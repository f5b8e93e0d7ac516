use crate::core::traits::PinReader;
use crate::error::{GitshuError, Result};
use crate::install::Installer;
use crate::lifecycle::{Lifecycle, RequestState};
use crate::models::{VersionDescriptor, LATEST};
use crate::pin::find_pin;
use std::path::{Path, PathBuf};
use tracing::{debug, info, warn};

/// Picks the installed GitShu version that applies to an invocation.
///
/// Precedence: explicit specifier, then the nearest pin file, then a link
/// bound to the working directory (or the `latest` tag), then the version
/// flagged latest. An empty store triggers an install of `latest`.
pub struct Resolver<'a> {
    installer: &'a Installer,
    pins: &'a dyn PinReader,
    cwd: PathBuf,
}

impl<'a> Resolver<'a> {
    pub fn new(installer: &'a Installer, pins: &'a dyn PinReader, cwd: &Path) -> Self {
        Self {
            installer,
            pins,
            cwd: cwd.canonicalize().unwrap_or_else(|_| cwd.to_path_buf()),
        }
    }

    /// Resolve without installing anything except into an empty store.
    pub async fn resolve(
        &self,
        explicit: Option<&str>,
        lifecycle: &mut Lifecycle,
    ) -> Result<VersionDescriptor> {
        self.resolve_with(explicit, false, lifecycle).await
    }

    /// Resolve for dispatch: a pinned version that is missing gets installed.
    /// An explicit specifier still has to be installed already.
    pub async fn ensure(
        &self,
        explicit: Option<&str>,
        lifecycle: &mut Lifecycle,
    ) -> Result<VersionDescriptor> {
        self.resolve_with(explicit, true, lifecycle).await
    }

    async fn resolve_with(
        &self,
        explicit: Option<&str>,
        install_pinned: bool,
        lifecycle: &mut Lifecycle,
    ) -> Result<VersionDescriptor> {
        lifecycle.advance(RequestState::Resolving);
        let store = self.installer.store();

        if let Some(specifier) = explicit {
            debug!("Using explicit version {}", specifier);
            return store.find(specifier);
        }

        if let Some((dir, specifier)) = find_pin(self.pins, &self.cwd)? {
            debug!("Using version {} pinned in {}", specifier, dir.display());

            return match store.find(&specifier) {
                Err(GitshuError::VersionNotFound(_)) if install_pinned => {
                    lifecycle.advance(RequestState::Installing);
                    let version = self.installer.install(&specifier).await?;
                    store.find(&version)
                }
                found => found,
            };
        }

        if let Some(descriptor) = self.linked_or_latest() {
            return Ok(descriptor);
        }

        if store.is_empty() {
            lifecycle.advance(RequestState::Installing);
            info!("No GitShu version installed, installing {}", LATEST);

            match self.installer.install(LATEST).await {
                Ok(_) => {
                    if let Some(descriptor) = self.linked_or_latest() {
                        return Ok(descriptor);
                    }
                }
                Err(e) => warn!("Implicit install of {} failed: {}", LATEST, e),
            }
        }

        Err(GitshuError::VersionNotFound(LATEST.to_string()))
    }

    fn linked_or_latest(&self) -> Option<VersionDescriptor> {
        let store = self.installer.store();

        let link = store
            .link_for_dir(&self.cwd)
            .or_else(|| store.link_for_tag(LATEST));

        if let Some(entry) = link {
            match store.resolve_link(&entry) {
                Ok(descriptor) => {
                    debug!("Using version {} linked to {}", entry.version, entry.scope);
                    return Some(descriptor);
                }
                Err(e) => warn!("Ignoring link {}: {}", entry.scope, e),
            }
        }

        store.latest()
    }
}
use crate::core::traits::PinReader;
use crate::error::Result;
use std::path::{Path, PathBuf};
use tracing::{debug, warn};

pub const VERSION_FILE: &str = ".gitshu-version";
pub const BOOK_FILE: &str = "book.json";
const BOOK_KEY: &str = "gitshu";

/// Reads `.gitshu-version`, then the `gitshu` field of `book.json`
#[derive(Debug, Clone, Copy, Default)]
pub struct FilePinReader;

impl PinReader for FilePinReader {
    fn read_pin(&self, dir: &Path) -> Result<Option<String>> {
        let version_file = dir.join(VERSION_FILE);
        if version_file.is_file() {
            let contents = std::fs::read_to_string(&version_file)?;
            let specifier = contents.trim();
            if !specifier.is_empty() {
                return Ok(Some(specifier.to_string()));
            }
        }

        let book_file = dir.join(BOOK_FILE);
        if book_file.is_file() {
            let contents = std::fs::read_to_string(&book_file)?;
            let book: serde_json::Value = match serde_json::from_str(&contents) {
                Ok(book) => book,
                Err(e) => {
                    warn!("Ignoring unparseable {}: {}", book_file.display(), e);
                    return Ok(None);
                }
            };

            if let Some(specifier) = book.get(BOOK_KEY).and_then(|v| v.as_str()) {
                let specifier = specifier.trim();
                if !specifier.is_empty() {
                    return Ok(Some(specifier.to_string()));
                }
            }
        }

        Ok(None)
    }
}

/// Nearest pin in `start` or its ancestors, with the directory declaring it
pub fn find_pin(reader: &dyn PinReader, start: &Path) -> Result<Option<(PathBuf, String)>> {
    for dir in start.ancestors() {
        if let Some(specifier) = reader.read_pin(dir)? {
            debug!("Found version pin {} in {}", specifier, dir.display());
            return Ok(Some((dir.to_path_buf(), specifier)));
        }
    }
    Ok(None)
}

/// Write a `.gitshu-version` pin into `dir`
pub fn write_pin(dir: &Path, specifier: &str) -> Result<PathBuf> {
    let path = dir.join(VERSION_FILE);
    std::fs::write(&path, format!("{}\n", specifier.trim()))?;
    Ok(path)
}

#[cfg(test)]
mod tests {
    use super::*;
    use tempfile::TempDir;

    #[test]
    fn test_read_write_version_file() {
        let temp_dir = TempDir::new().unwrap();
        write_pin(temp_dir.path(), " 3.2.1 ").unwrap();

        let pin = FilePinReader.read_pin(temp_dir.path()).unwrap();
        assert_eq!(pin.as_deref(), Some("3.2.1"));
    }

    #[test]
    fn test_book_json_pin() {
        let temp_dir = TempDir::new().unwrap();
        std::fs::write(
            temp_dir.path().join(BOOK_FILE),
            r#"{ "title": "Guide", "gitshu": "beta" }"#,
        )
        .unwrap();

        let pin = FilePinReader.read_pin(temp_dir.path()).unwrap();
        assert_eq!(pin.as_deref(), Some("beta"));
    }

    #[test]
    fn test_unparseable_or_empty_pins_are_ignored() {
        let temp_dir = TempDir::new().unwrap();
        std::fs::write(temp_dir.path().join(VERSION_FILE), "\n").unwrap();
        std::fs::write(temp_dir.path().join(BOOK_FILE), "{ broken").unwrap();

        assert_eq!(FilePinReader.read_pin(temp_dir.path()).unwrap(), None);
    }

    #[test]
    fn test_find_pin_walks_ancestors() {
        let temp_dir = TempDir::new().unwrap();
        let nested = temp_dir.path().join("book").join("chapter");
        std::fs::create_dir_all(&nested).unwrap();
        write_pin(&temp_dir.path().join("book"), "3.1.0").unwrap();

        let (dir, specifier) = find_pin(&FilePinReader, &nested).unwrap().unwrap();
        assert_eq!(dir, temp_dir.path().join("book"));
        assert_eq!(specifier, "3.1.0");
    }
}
====
§ Work task: Search the entries above for "nested". Show every line that has it.

§ Result:
        let nested = temp_dir.path().join("book").join("chapter");
        std::fs::create_dir_all(&nested).unwrap();
        let (dir, specifier) = find_pin(&FilePinReader, &nested).unwrap().unwrap();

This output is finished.